Адъютант командующего фронтом провел меня в большую комнату, увешанную картинами и охотничьими трофеями. Георгий Константинович был один. Он зябко поеживался, поправляя движением плеча сползавшую шинель. Нетрудно было заметить, что маршал в дурном расположении духа. Из беседы с ним я понял, что его тревожит, сумеют ли танковые армии вовремя выполнить приказ Ставки.
— Слякоть, дорог на север почти нет. Одна-единственная с твердым покрытием… Как по ней пройдет такая масса войск? Между тем на всю операцию отпускается четверо суток. До Балтийского моря сто километров. Это значит, что вы должны проходить по двадцать пять километров в день. Справитесь?
— Не волнуйтесь, товарищ маршал, армия свою задачу выполнит в срок.
Жуков хмуро поглядел на меня.
— Не подведете?
— Никак нет. Во время Висло-Одерской не такие расстояния преодолевали.
— Ну, смотрите. Держите меня в курсе дела. Если нужна будет помощь, звоните.
Мне показалось, что командующий фронтом несколько повеселел. Во всяком случае, простился он уже приветливо, пожелав нам удачи.
К утру 1 марта армия сосредоточилась в исходном районе — в боевых порядках пехоты Н. П. Симоняка. Я взобрался на НП, оборудованный на колокольне кирхи. Сквозь утренний туман с трудом различал танковые колонны, притаившиеся в низине, в полутора километрах от передовой. Прямо с НП позвонил Г. К. Жукову и доложил, что армия к наступлению готова и через несколько минут начнется артподготовка.

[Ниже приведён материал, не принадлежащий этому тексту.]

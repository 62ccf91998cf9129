use tauri::{AppHandle, Manager, WebviewUrl, WebviewWindow, WebviewWindowBuilder};

use crate::{
    BackendSupervisor, ReadinessState, APP_TITLE, MAIN_WINDOW_HEIGHT, MAIN_WINDOW_LABEL,
    MAIN_WINDOW_WIDTH,
};

fn build_main_window(app_handle: &AppHandle) -> tauri::Result<WebviewWindow> {
    WebviewWindowBuilder::new(app_handle, MAIN_WINDOW_LABEL, WebviewUrl::default())
        .title(APP_TITLE)
        .inner_size(MAIN_WINDOW_WIDTH, MAIN_WINDOW_HEIGHT)
        .build()
}

fn get_or_build_main_window(app_handle: &AppHandle) -> Option<WebviewWindow> {
    if let Some(window) = app_handle.get_webview_window(MAIN_WINDOW_LABEL) {
        return Some(window);
    }
    match build_main_window(app_handle) {
        Ok(window) => Some(window),
        Err(error) => {
            tracing::error!(target: "runtime", "failed to create main window: {error}");
            None
        }
    }
}

pub(crate) fn navigate_main_window_to_backend(
    window: &WebviewWindow,
    backend_url: &str,
) -> Result<(), String> {
    let target = serde_json::to_string(backend_url)
        .map_err(|error| format!("Failed to encode backend url: {error}"))?;
    window
        .eval(&format!("window.location.replace({target});"))
        .map_err(|error| format!("Failed to navigate main window to backend: {error}"))
}

pub(crate) fn focus_main_window(app_handle: &AppHandle) {
    let Some(window) = get_or_build_main_window(app_handle) else {
        return;
    };
    if let Err(error) = window.unminimize() {
        tracing::debug!(target: "runtime", "failed to unminimize main window: {error}");
    }
    if let Err(error) = window.show() {
        tracing::warn!(target: "runtime", "failed to show main window: {error}");
    }
    if let Err(error) = window.set_focus() {
        tracing::debug!(target: "runtime", "failed to focus main window: {error}");
    }
}

/// Points the main window at the ready backend and brings it forward.
pub(crate) fn reveal_backend(app_handle: &AppHandle, backend_url: &str) {
    let Some(window) = get_or_build_main_window(app_handle) else {
        return;
    };
    match navigate_main_window_to_backend(&window, backend_url) {
        Ok(()) => tracing::info!(target: "startup", url = backend_url, "main window revealed"),
        Err(error) => tracing::error!(target: "startup", "{error}"),
    }
    focus_main_window(app_handle);
}

/// Recreates the main window after all windows were closed while the shell
/// stayed resident.
pub(crate) fn restore_main_window(app_handle: &AppHandle, supervisor: &BackendSupervisor) {
    let existed = app_handle.get_webview_window(MAIN_WINDOW_LABEL).is_some();
    if !existed && supervisor.readiness() == ReadinessState::Ready {
        reveal_backend(app_handle, supervisor.backend_url());
    } else {
        focus_main_window(app_handle);
    }
}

— Действуйте! Ни пуха ни пера! — пожелал маршал необычно теплым для него тоном.
И вот оранжевые всплески пламени осветили туманное утро. Задрожала колокольня кирхи, загудели ее колокола. Били по укрепленным пунктам противника 122-мм гаубицы, со свистом вычерчивали огненные дуги "катюши".
Я спустился с колокольни и пробрался на КП Симоняка, когда пехота 3-й ударной поднялась в наступление. Обычно спокойного командарма нельзя было узнать: он кричал в трубку телефона, отдавая приказы офицерам связи, кого-то нетерпеливо выслушивал, кого-то распекал. Для него наступили самые критические минуты.
— Ну, как пехота? — спросил я. — Как там царица полей?
— А что царица? — огрызнулся он. — Вперед! И только вперед! Правда, немцы бежать не собираются. Дерутся, бисовы дети. Эх, танкист, — вздохнул генерал, трудно сейчас царице…
Действительно, враг ожесточенно сопротивлялся. Он оборонял каждый дом, каждую высотку, каждый перекресток дорог. Местность помогала ему: кругом реки, озера, болотистые леса… А тут еще распутица, туман… Трудно, очень трудно приходилось пехоте. К середине дня враг предпринял несколько контратак и контрударов. Наступление 3-й ударной могло захлебнуться.
В это время позвонил Г. К. Жуков и приказал ввести в действие передовые отряды нашей армии — 1-ю гвардейскую и 44-ю бригады. Двумя колоннами они выбрались из низин и устремились вперед. За комбрига 44-й И. И. Гусаковского я был спокоен — "ходить во главе" ему не впервой: не было еще случая, чтобы он не выполнил задания. Комбриг 1-й гвардейской А. М. Темник тоже отличный командир, в его бригаде много опытных танкистов.
Поступившие вскоре донесения подтвердили мою уверенность в успешном исходе дела: ввод в бой двух бригад ускорил продвижение 3-й ударной. Уже на рубеже Клайн-Шпигель — Фалькенвальде передовые отряды оторвались от пехоты и, минуя опорные пункты врага, устремились на Драмбург и Рекков. К 5 часам вечера они прорвали всю тактическую зону обороны противника и продвинулись на глубину до 15 километров.
Нужно было срочно развить этот успех. Поэтому ужо в полдень я приказал командирам корпусов выдвинуть из исходного района основные силы армии. Мощный удар танков расширил горловину прорыва. Сломив сопротивление врага на рубеже Габберт — Фалькенвальде, части 11-го гвардейского и двигавшегося правее 8-го гвардейского механизированного корпусов продвинулись на глубину до 25 километров.
Танкистам, вырвавшимся вперед, в большинстве случаев пришлось вести бои с разрозненными группами гитлеровцев. По пути наступления мы освободили лагерь военнопленных, а также людей, познавших ужасы фашистской неволи. Здесь были солдаты и мирные жители почти всех стран Европы — поляки, французы, датчане, голландцы, сербы. Голодные, больные, они жили в нетопленных бараках. Многие из них были так измождены, что были похожи на скелеты, обтянутые кожей.